--- START ---
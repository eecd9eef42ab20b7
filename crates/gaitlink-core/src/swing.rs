//! Swing descriptions: one leg motion within a step.
//!
//! A [`SwingDescription`] names the limb it moves and holds exactly one
//! trajectory variant. The variant is a Rust enum, so "exactly one is set"
//! holds by construction rather than by convention.

use schemars::JsonSchema;
use serde::{Deserialize, Serialize};

use crate::limb::Limb;

/// Profile kind used when the wire message leaves the field empty.
pub const DEFAULT_PROFILE_KIND: &str = "default";

/// A 3-component cartesian vector (meters, in the frame named alongside it).
#[derive(Debug, Clone, Copy, Default, PartialEq, Serialize, Deserialize, JsonSchema)]
pub struct Vec3 {
    pub x: f64,
    pub y: f64,
    pub z: f64,
}

impl Vec3 {
    pub const ZERO: Vec3 = Vec3 {
        x: 0.0,
        y: 0.0,
        z: 0.0,
    };

    pub fn new(x: f64, y: f64, z: f64) -> Self {
        Vec3 { x, y, z }
    }

    /// Linear interpolation toward `other`; `alpha` outside `[0, 1]`
    /// extrapolates, callers clamp where that matters.
    pub fn lerp(self, other: Vec3, alpha: f64) -> Vec3 {
        Vec3 {
            x: self.x + (other.x - self.x) * alpha,
            y: self.y + (other.y - self.y) * alpha,
            z: self.z + (other.z - self.z) * alpha,
        }
    }
}

/// One sampled support point of a foot-space trajectory.
#[derive(Debug, Clone, Copy, PartialEq, Serialize, Deserialize, JsonSchema)]
pub struct FootKnot {
    /// Seconds from swing start.
    pub time: f64,
    pub position: Vec3,
}

/// Foot-space trajectory: timed cartesian knots for one limb.
#[derive(Debug, Clone, Default, PartialEq, Serialize, Deserialize, JsonSchema)]
pub struct FootTrajectory {
    /// Frame the knot positions are expressed in.
    pub frame_id: String,
    /// Knots in ascending time order.
    pub knots: Vec<FootKnot>,
}

impl FootTrajectory {
    /// Time of the last knot, `0.0` when empty.
    pub fn duration(&self) -> f64 {
        self.knots.last().map(|knot| knot.time).unwrap_or(0.0)
    }
}

/// One sampled support point of a joint-space trajectory.
#[derive(Debug, Clone, Default, PartialEq, Serialize, Deserialize, JsonSchema)]
pub struct JointKnot {
    /// Seconds from swing start.
    pub time: f64,
    /// One position per joint name, in declaration order.
    pub positions: Vec<f64>,
}

/// Joint-space trajectory: named joints plus timed position rows.
#[derive(Debug, Clone, Default, PartialEq, Serialize, Deserialize, JsonSchema)]
pub struct JointTrajectory {
    pub joint_names: Vec<String>,
    /// Knots in ascending time order; every row matches `joint_names` in length.
    pub knots: Vec<JointKnot>,
}

impl JointTrajectory {
    /// Time of the last knot, `0.0` when empty.
    pub fn duration(&self) -> f64 {
        self.knots.last().map(|knot| knot.time).unwrap_or(0.0)
    }
}

/// Parametrized swing: lift the foot toward a target over a fixed duration.
#[derive(Debug, Clone, PartialEq, Serialize, Deserialize, JsonSchema)]
pub struct SwingProfile {
    /// Frame the target point is expressed in.
    pub target_frame: String,
    pub target: Vec3,
    /// Apex height above the higher of start and target, meters.
    pub height: f64,
    /// Seconds.
    pub duration: f64,
    /// Shape identifier, [`DEFAULT_PROFILE_KIND`] when the message left it empty.
    pub kind: String,
}

/// The one-of trajectory payload of a swing.
#[derive(Debug, Clone, PartialEq, Serialize, Deserialize, JsonSchema)]
#[serde(tag = "type", content = "data", rename_all = "snake_case")]
pub enum SwingTrajectory {
    FootTrajectory(FootTrajectory),
    JointTrajectory(JointTrajectory),
    Profile(SwingProfile),
}

impl SwingTrajectory {
    /// Nominal duration of the variant, seconds.
    pub fn duration(&self) -> f64 {
        match self {
            SwingTrajectory::FootTrajectory(trajectory) => trajectory.duration(),
            SwingTrajectory::JointTrajectory(trajectory) => trajectory.duration(),
            SwingTrajectory::Profile(profile) => profile.duration,
        }
    }
}

/// One leg motion: which limb, over what surface, along which trajectory.
#[derive(Debug, Clone, PartialEq, Serialize, Deserialize, JsonSchema)]
pub struct SwingDescription {
    /// Wire branch identifier of the limb, e.g. `"LF_LEG"`.
    pub name: String,
    /// Frame the surface normal is expressed in.
    pub surface_normal_frame: String,
    pub surface_normal: Vec3,
    /// When set, the swing ends without expecting ground contact.
    pub no_touchdown: bool,
    pub trajectory: SwingTrajectory,
}

impl SwingDescription {
    /// Nominal duration of the swing, seconds.
    pub fn duration(&self) -> f64 {
        self.trajectory.duration()
    }

    /// The limb this swing moves, when the name is a known branch identifier.
    pub fn limb(&self) -> Option<Limb> {
        Limb::from_branch_id(&self.name)
    }
}
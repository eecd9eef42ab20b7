//! The preview task: one loop owning the panel, fed by the bus and a tick.

use std::sync::Arc;
use std::time::Duration;

use gaitlink_bridge::bus::{BusPayload, Event, EventBus};
use tokio::time::{Instant, MissedTickBehavior};
use tracing::info;

use crate::panel::PreviewPanel;

/// How often playback advances, independent of the sampling rate.
const TICK_HZ: f64 = 25.0;

/// Run the preview panel against the bus until the bus closes.
///
/// The panel reacts to goals and robot state on its configured topics and to
/// playback controls from anywhere; a snapshot goes out after every change.
pub async fn run_preview(bus: Arc<EventBus>, mut panel: PreviewPanel) {
    // Subscribe before announcing the panel so nothing published after the
    // first snapshot can be missed.
    let mut rx = bus.subscribe();
    panel.enable();
    publish_snapshot(&bus, &panel);

    let mut ticker = tokio::time::interval(Duration::from_secs_f64(1.0 / TICK_HZ));
    ticker.set_missed_tick_behavior(MissedTickBehavior::Delay);
    let mut last_tick = Instant::now();

    info!(
        goal_topic = %panel.goal_topic(),
        robot_state_topic = %panel.robot_state_topic(),
        "preview task running"
    );

    loop {
        tokio::select! {
            maybe_event = rx.recv() => {
                let Some(event) = maybe_event else {
                    break;
                };
                match event.payload {
                    BusPayload::Goal(goal) if event.source == panel.goal_topic() => {
                        panel.handle_goal(&goal);
                    }
                    BusPayload::RobotState(state)
                        if event.source == panel.robot_state_topic() =>
                    {
                        panel.handle_robot_state(&state);
                        continue;
                    }
                    BusPayload::Playback(command) => {
                        panel.handle_command(command);
                    }
                    _ => continue,
                }
                publish_snapshot(&bus, &panel);
            }
            tick = ticker.tick() => {
                let dt = tick.duration_since(last_tick).as_secs_f64();
                last_tick = tick;
                if panel.tick(dt) {
                    publish_snapshot(&bus, &panel);
                }
            }
        }
    }

    info!("preview task stopped");
}

fn publish_snapshot(bus: &EventBus, panel: &PreviewPanel) {
    let event = Event::new(
        "gaitlink-preview::service",
        BusPayload::PreviewSnapshot(panel.snapshot()),
    );
    // Nobody listening is fine; the panel state is not lost.
    let _ = bus.publish(event);
}

#[cfg(test)]
mod tests {
    use super::*;
    use crate::playback::PlaybackEngine;
    use crate::sampler::KnotSampler;
    use gaitlink_bridge::route::SubscriptionTable;
    use gaitlink_core::PlaybackCommand;
    use gaitlink_msgs::{ExecuteStepsGoal, Step as StepMessage, SwingData};

    fn make_panel() -> PreviewPanel {
        let table = SubscriptionTable::new();
        let engine = PlaybackEngine::new(Box::new(KnotSampler::new(100.0)));
        PreviewPanel::new(engine, table, "/free_gait/goal", "/robot_state", true)
    }

    fn profile_goal() -> ExecuteStepsGoal {
        let mut swing = SwingData {
            name: "LF_LEG".to_string(),
            ..Default::default()
        };
        swing.profile.duration = 0.2;
        ExecuteStepsGoal {
            steps: vec![StepMessage {
                step_number: 1,
                swing_data: vec![swing],
            }],
        }
    }

    #[tokio::test]
    async fn goal_events_produce_snapshots() {
        let bus = Arc::new(EventBus::default());
        let panel = make_panel();
        let mut rx = bus.subscribe();
        tokio::spawn(run_preview(Arc::clone(&bus), panel));

        // Wait for the startup snapshot so the goal is not racing enable().
        loop {
            let event = rx.recv().await.unwrap();
            if matches!(event.payload, BusPayload::PreviewSnapshot(_)) {
                break;
            }
        }

        bus.publish(Event::new(
            "/free_gait/goal",
            BusPayload::Goal(profile_goal()),
        ))
        .unwrap();

        loop {
            let event = rx.recv().await.unwrap();
            if let BusPayload::PreviewSnapshot(snapshot) = event.payload {
                if snapshot.goal_loaded {
                    assert!(snapshot.playing, "auto-play should have started");
                    break;
                }
            }
        }
    }

    #[tokio::test]
    async fn goals_on_other_topics_are_ignored() {
        let bus = Arc::new(EventBus::default());
        let panel = make_panel();
        let mut rx = bus.subscribe();
        tokio::spawn(run_preview(Arc::clone(&bus), panel));

        loop {
            let event = rx.recv().await.unwrap();
            if matches!(event.payload, BusPayload::PreviewSnapshot(_)) {
                break;
            }
        }

        bus.publish(Event::new("/other", BusPayload::Goal(profile_goal())))
            .unwrap();
        bus.publish(Event::new(
            "gaitlink-cockpit::client",
            BusPayload::Playback(PlaybackCommand::Pause),
        ))
        .unwrap();

        // The pause command produces the next snapshot; the misdirected goal
        // must not have loaded.
        loop {
            let event = rx.recv().await.unwrap();
            if let BusPayload::PreviewSnapshot(snapshot) = event.payload {
                assert!(!snapshot.goal_loaded);
                break;
            }
        }
    }
}
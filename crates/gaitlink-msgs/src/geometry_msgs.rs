//! Definitions from the ROS `geometry_msgs` package that gaitlink consumes.
//!
//! Only the subset embedded in the swing and trajectory messages is defined;
//! this crate is a schema, not a geometry library.

use schemars::JsonSchema;
use serde::{Deserialize, Serialize};

use crate::std_msgs::Header;

/// A free vector in 3D space.
#[derive(Clone, Copy, Debug, Default, PartialEq, Serialize, Deserialize, JsonSchema)]
#[serde(default)]
pub struct Vector3 {
    pub x: f64,
    pub y: f64,
    pub z: f64,
}

/// A [`Vector3`] with a reference frame and timestamp.
#[derive(Clone, Debug, Default, PartialEq, Serialize, Deserialize, JsonSchema)]
#[serde(default)]
pub struct Vector3Stamped {
    pub header: Header,
    pub vector: Vector3,
}

/// A position in 3D space.
#[derive(Clone, Copy, Debug, Default, PartialEq, Serialize, Deserialize, JsonSchema)]
#[serde(default)]
pub struct Point {
    pub x: f64,
    pub y: f64,
    pub z: f64,
}

/// A [`Point`] with a reference frame and timestamp.
#[derive(Clone, Debug, Default, PartialEq, Serialize, Deserialize, JsonSchema)]
#[serde(default)]
pub struct PointStamped {
    pub header: Header,
    pub point: Point,
}

/// An orientation in quaternion form.
#[derive(Clone, Copy, Debug, PartialEq, Serialize, Deserialize, JsonSchema)]
#[serde(default)]
pub struct Quaternion {
    pub x: f64,
    pub y: f64,
    pub z: f64,
    pub w: f64,
}

impl Default for Quaternion {
    fn default() -> Self {
        // Identity rotation.
        Self { x: 0.0, y: 0.0, z: 0.0, w: 1.0 }
    }
}

/// A rigid-body transform: translation plus rotation.
#[derive(Clone, Copy, Debug, Default, PartialEq, Serialize, Deserialize, JsonSchema)]
#[serde(default)]
pub struct Transform {
    pub translation: Vector3,
    pub rotation: Quaternion,
}

/// Linear and angular velocity.
#[derive(Clone, Copy, Debug, Default, PartialEq, Serialize, Deserialize, JsonSchema)]
#[serde(default)]
pub struct Twist {
    pub linear: Vector3,
    pub angular: Vector3,
}

#[cfg(test)]
mod tests {
    use super::*;

    #[test]
    fn quaternion_default_is_identity() {
        let q = Quaternion::default();
        assert_eq!(q.w, 1.0);
        assert_eq!((q.x, q.y, q.z), (0.0, 0.0, 0.0));
    }

    #[test]
    fn vector3_stamped_deserializes_from_wire_json() {
        let json = r#"{
            "header": {"frame_id": "odom"},
            "vector": {"x": 0.0, "y": 0.0, "z": 1.0}
        }"#;
        let v: Vector3Stamped = serde_json::from_str(json).unwrap();
        assert_eq!(v.header.frame_id, "odom");
        assert_eq!(v.vector.z, 1.0);
    }
}
//! `gaitlink-core` – Domain Model
//!
//! The wire-free data model shared by every gaitlink front end. Nothing in
//! this crate knows about topics, frames-on-the-wire, or transports; it is
//! the vocabulary the adapters translate into and out of.
//!
//! # Modules
//!
//! - [`limb`] – the fixed quadruped limb set and its wire identifiers.
//! - [`swing`] – swing descriptions with their one-of trajectory variant.
//! - [`step`] – ordered step sequences built from swings.
//! - [`state`] – stances, sampled preview states and state batches.
//! - [`snapshot`] – UI-facing projections (progress bars, status icons,
//!   limb indicators, panel snapshots).
//! - [`control`] – user control commands for playback and history browsing.
//! - [`error`] – shared error enums.

pub mod control;
pub mod error;
pub mod limb;
pub mod snapshot;
pub mod state;
pub mod step;
pub mod swing;

pub use control::{NavCommand, PlaybackCommand};
pub use error::{ConvertError, GaitError};
pub use limb::Limb;
pub use snapshot::{BarState, LimbIndicator, MonitorSnapshot, PreviewSnapshot, StatusIcon, TopicStatus};
pub use state::{PreviewState, Stance, StateBatch};
pub use step::Step;
pub use swing::{FootTrajectory, JointTrajectory, SwingDescription, SwingProfile, SwingTrajectory, Vec3};
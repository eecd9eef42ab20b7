//! Turning step sequences into previewable state batches.
//!
//! The real gait core computes dynamics-aware trajectories; the preview only
//! needs something scrubbable. [`MotionSynthesizer`] is the seam between the
//! two, and [`KnotSampler`] is the shipped implementation: it samples the
//! trajectories a goal already declares, without inventing any motion of its
//! own.

use std::collections::BTreeMap;

use gaitlink_core::state::{PreviewState, Stance, StateBatch};
use gaitlink_core::swing::{SwingDescription, SwingProfile, SwingTrajectory, Vec3};
use gaitlink_core::{Limb, Step};

/// Sampling rate used when none is configured, in Hz.
pub const DEFAULT_PREVIEW_RATE: f64 = 1000.0;

/// Produces the state batch the playback engine scrubs through.
pub trait MotionSynthesizer: Send {
    /// Sample `steps` into a time-ordered batch, starting from
    /// `initial_stance`. Limbs the stance does not cover start from a
    /// nominal square stance.
    fn synthesize(&self, steps: &[Step], initial_stance: &Stance) -> StateBatch;
}

/// Default synthesizer: linear interpolation between declared knots.
///
/// - Foot-space swings interpolate between their trajectory knots.
/// - Profile swings interpolate lift-off → apex → target, with the apex
///   centered in time and raised `height` above the higher endpoint.
/// - Joint-space swings hold the lift-off position (no kinematics here).
/// - Limbs without a swing hold their stance.
pub struct KnotSampler {
    rate: f64,
}

impl KnotSampler {
    /// A sampler producing `rate` states per second. Rates that are not
    /// finite and positive fall back to [`DEFAULT_PREVIEW_RATE`].
    pub fn new(rate: f64) -> Self {
        let rate = if rate.is_finite() && rate > 0.0 {
            rate
        } else {
            DEFAULT_PREVIEW_RATE
        };
        KnotSampler { rate }
    }

    fn sample_swing(swing: &SwingDescription, time: f64, start: Vec3) -> Vec3 {
        match &swing.trajectory {
            SwingTrajectory::FootTrajectory(trajectory) => {
                sample_knots(&trajectory.knots, time, start)
            }
            SwingTrajectory::JointTrajectory(_) => start,
            SwingTrajectory::Profile(profile) => sample_profile(profile, time, start),
        }
    }
}

impl Default for KnotSampler {
    fn default() -> Self {
        KnotSampler::new(DEFAULT_PREVIEW_RATE)
    }
}

impl MotionSynthesizer for KnotSampler {
    fn synthesize(&self, steps: &[Step], initial_stance: &Stance) -> StateBatch {
        // Start from a full stance so every state carries all four feet.
        let mut stance = Stance::nominal(initial_stance.frame_id.clone()).feet;
        for (limb, position) in &initial_stance.feet {
            stance.insert(*limb, *position);
        }

        let mut states: Vec<PreviewState> = Vec::new();
        let mut offset = 0.0;

        for step in steps {
            let duration = step.duration();
            let samples = (duration * self.rate).ceil() as usize;
            // The step's first sample equals the previous step's last state;
            // skip it unless this is the very first state of the batch.
            let first = if states.is_empty() { 0 } else { 1 };

            for index in first..=samples {
                let time = (index as f64 / self.rate).min(duration);
                let mut feet = BTreeMap::new();
                for limb in Limb::ALL {
                    let start = stance.get(&limb).copied().unwrap_or(Vec3::ZERO);
                    let position = match step.swing_for(limb.branch_id()) {
                        Some(swing) => Self::sample_swing(swing, time, start),
                        None => start,
                    };
                    feet.insert(limb, position);
                }
                states.push(PreviewState {
                    time: offset + time,
                    feet,
                });
            }

            // Advance the stance to where the step leaves the feet.
            for limb in Limb::ALL {
                if let Some(swing) = step.swing_for(limb.branch_id()) {
                    let start = stance.get(&limb).copied().unwrap_or(Vec3::ZERO);
                    stance.insert(limb, Self::sample_swing(swing, duration, start));
                }
            }
            offset += duration;
        }

        StateBatch {
            frame_id: initial_stance.frame_id.clone(),
            states,
        }
    }
}

/// Piecewise-linear interpolation over timed knots, clamped at the end.
/// Before the first knot the foot ramps from `start` toward it.
fn sample_knots(knots: &[gaitlink_core::swing::FootKnot], time: f64, start: Vec3) -> Vec3 {
    let Some(first) = knots.first() else {
        return start;
    };
    if time < first.time {
        return start.lerp(first.position, safe_alpha(time, first.time));
    }
    for window in knots.windows(2) {
        let (a, b) = (&window[0], &window[1]);
        if time <= b.time {
            return a
                .position
                .lerp(b.position, safe_alpha(time - a.time, b.time - a.time));
        }
    }
    knots
        .last()
        .map(|knot| knot.position)
        .unwrap_or(start)
}

/// Lift-off → apex → target. The apex sits over the segment midpoint,
/// `height` above the higher endpoint.
fn sample_profile(profile: &SwingProfile, time: f64, start: Vec3) -> Vec3 {
    if profile.duration <= 0.0 {
        return profile.target;
    }
    let apex = Vec3::new(
        (start.x + profile.target.x) / 2.0,
        (start.y + profile.target.y) / 2.0,
        start.z.max(profile.target.z) + profile.height,
    );
    let half = profile.duration / 2.0;
    if time <= half {
        start.lerp(apex, safe_alpha(time, half))
    } else {
        apex.lerp(profile.target, safe_alpha(time - half, half))
    }
}

/// `numerator / denominator` clamped to `[0, 1]`, `1.0` for a zero-length
/// span.
fn safe_alpha(numerator: f64, denominator: f64) -> f64 {
    if denominator <= 0.0 {
        return 1.0;
    }
    (numerator / denominator).clamp(0.0, 1.0)
}
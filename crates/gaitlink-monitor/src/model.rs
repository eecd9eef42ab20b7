//! Dashboard state driven by the goal/feedback/result action triple.
//!
//! The monitor owns two progress bars, a per-limb indicator set, a status
//! icon and the step-description history. Rules it enforces:
//!
//! - a goal arms the dashboard and resets everything, history included
//! - feedback is ignored unless a goal armed the monitor first
//! - a result disarms the dashboard but keeps the history for review

use std::collections::BTreeMap;

use gaitlink_core::limb::Limb;
use gaitlink_core::snapshot::{BarState, LimbIndicator, MonitorSnapshot, StatusIcon};
use gaitlink_core::NavCommand;
use gaitlink_msgs::action::{
    ExecuteStepsFeedback, ExecuteStepsGoal, ExecuteStepsResult, PROGRESS_EXECUTING,
    PROGRESS_PAUSED, PROGRESS_UNKNOWN, RESULT_FAILED, RESULT_REACHED, RESULT_UNKNOWN,
};

use crate::history::DescriptionHistory;

/// Bars take integer values, so fractional progress is scaled up before the
/// truncating cast.
pub const PROGRESS_SCALE: f64 = 1000.0;

/// State behind the execution dashboard.
#[derive(Debug, Default)]
pub struct ExecutionMonitor {
    total_steps: u32,
    running: bool,
    overall: BarState,
    step: BarState,
    status: Option<StatusIcon>,
    limbs: BTreeMap<Limb, LimbIndicator>,
    history: DescriptionHistory,
}

impl ExecutionMonitor {
    pub fn new() -> Self {
        ExecutionMonitor {
            limbs: neutral_limbs(),
            ..ExecutionMonitor::default()
        }
    }

    /// Arm the dashboard for a new goal: empty bars sized to the step count,
    /// neutral limbs, a cleared history.
    pub fn handle_goal(&mut self, goal: &ExecuteStepsGoal) {
        self.total_steps = goal.steps.len() as u32;
        self.overall = BarState {
            min: 0,
            max: (f64::from(self.total_steps) * PROGRESS_SCALE) as u32,
            value: 0,
            format: format!("0/{} steps", self.total_steps),
            enabled: true,
        };
        self.step = BarState {
            min: 0,
            max: 1,
            value: 0,
            format: String::new(),
            enabled: true,
        };
        self.status = Some(StatusIcon::Play);
        self.limbs = neutral_limbs();
        self.history.clear();
        self.running = true;
    }

    /// Fold one progress report into the bars, limbs, icon and history.
    /// Dropped silently when no goal is running.
    pub fn handle_feedback(&mut self, feedback: &ExecuteStepsFeedback) {
        if !self.running {
            return;
        }

        let done = self.total_steps.saturating_sub(feedback.queue_size);
        self.overall.value =
            ((f64::from(done) + feedback.phase) * PROGRESS_SCALE) as u32;
        self.overall.format = format!("{done}/{} steps", self.total_steps);

        let duration = feedback.duration.to_secs_f64();
        let elapsed = feedback.phase * duration;
        self.step.max = (duration * PROGRESS_SCALE) as u32;
        self.step.value = (elapsed * PROGRESS_SCALE) as u32;
        self.step.format = format!("{elapsed:.2}/{duration:.2} s");

        for (limb, indicator) in &mut self.limbs {
            *indicator = if feedback
                .active_branches
                .iter()
                .any(|branch| branch == limb.branch_id())
            {
                LimbIndicator::Active
            } else {
                LimbIndicator::Neutral
            };
        }

        self.status = Some(match feedback.status {
            PROGRESS_PAUSED => StatusIcon::Pause,
            PROGRESS_EXECUTING => StatusIcon::Play,
            PROGRESS_UNKNOWN => StatusIcon::Unknown,
            _ => StatusIcon::Warning,
        });

        self.history.append(&feedback.description);
    }

    /// Disarm the dashboard. Bars and limbs return to their idle look; the
    /// history stays browsable until the next goal.
    pub fn handle_result(&mut self, result: &ExecuteStepsResult) {
        self.overall = BarState::idle();
        self.step = BarState::idle();
        self.limbs = neutral_limbs();
        self.status = Some(match result.status {
            RESULT_REACHED => StatusIcon::Done,
            RESULT_FAILED => StatusIcon::Failed,
            RESULT_UNKNOWN => StatusIcon::Unknown,
            _ => StatusIcon::Warning,
        });
        self.running = false;
    }

    /// Move the history cursor.
    pub fn handle_nav(&mut self, command: &NavCommand) {
        match command {
            NavCommand::Top => self.history.go_top(),
            NavCommand::Up => self.history.go_up(),
            NavCommand::Down => self.history.go_down(),
            NavCommand::Bottom => self.history.go_bottom(),
            NavCommand::Scroll { delta } => self.history.scroll(*delta),
        }
    }

    pub fn is_running(&self) -> bool {
        self.running
    }

    pub fn history(&self) -> &DescriptionHistory {
        &self.history
    }

    /// Project the current state for rendering.
    pub fn snapshot(&self) -> MonitorSnapshot {
        MonitorSnapshot {
            running: self.running,
            overall: self.overall.clone(),
            step: self.step.clone(),
            status: self.status,
            limbs: self.limbs.clone(),
            description: self.history.current().to_string(),
            history_index: self.history.cursor(),
            history_len: self.history.len(),
            nav: self.history.nav_state(),
        }
    }
}

fn neutral_limbs() -> BTreeMap<Limb, LimbIndicator> {
    Limb::ALL
        .iter()
        .map(|limb| (*limb, LimbIndicator::Neutral))
        .collect()
}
--- END ---
Task: From the entries above, pull out each line that includes "ExecuteStepsGoal".

Exercise response:
    use gaitlink_msgs::{ExecuteStepsGoal, Step as StepMessage, SwingData};
    fn profile_goal() -> ExecuteStepsGoal {
        ExecuteStepsGoal {
    ExecuteStepsFeedback, ExecuteStepsGoal, ExecuteStepsResult, PROGRESS_EXECUTING,
    pub fn handle_goal(&mut self, goal: &ExecuteStepsGoal) {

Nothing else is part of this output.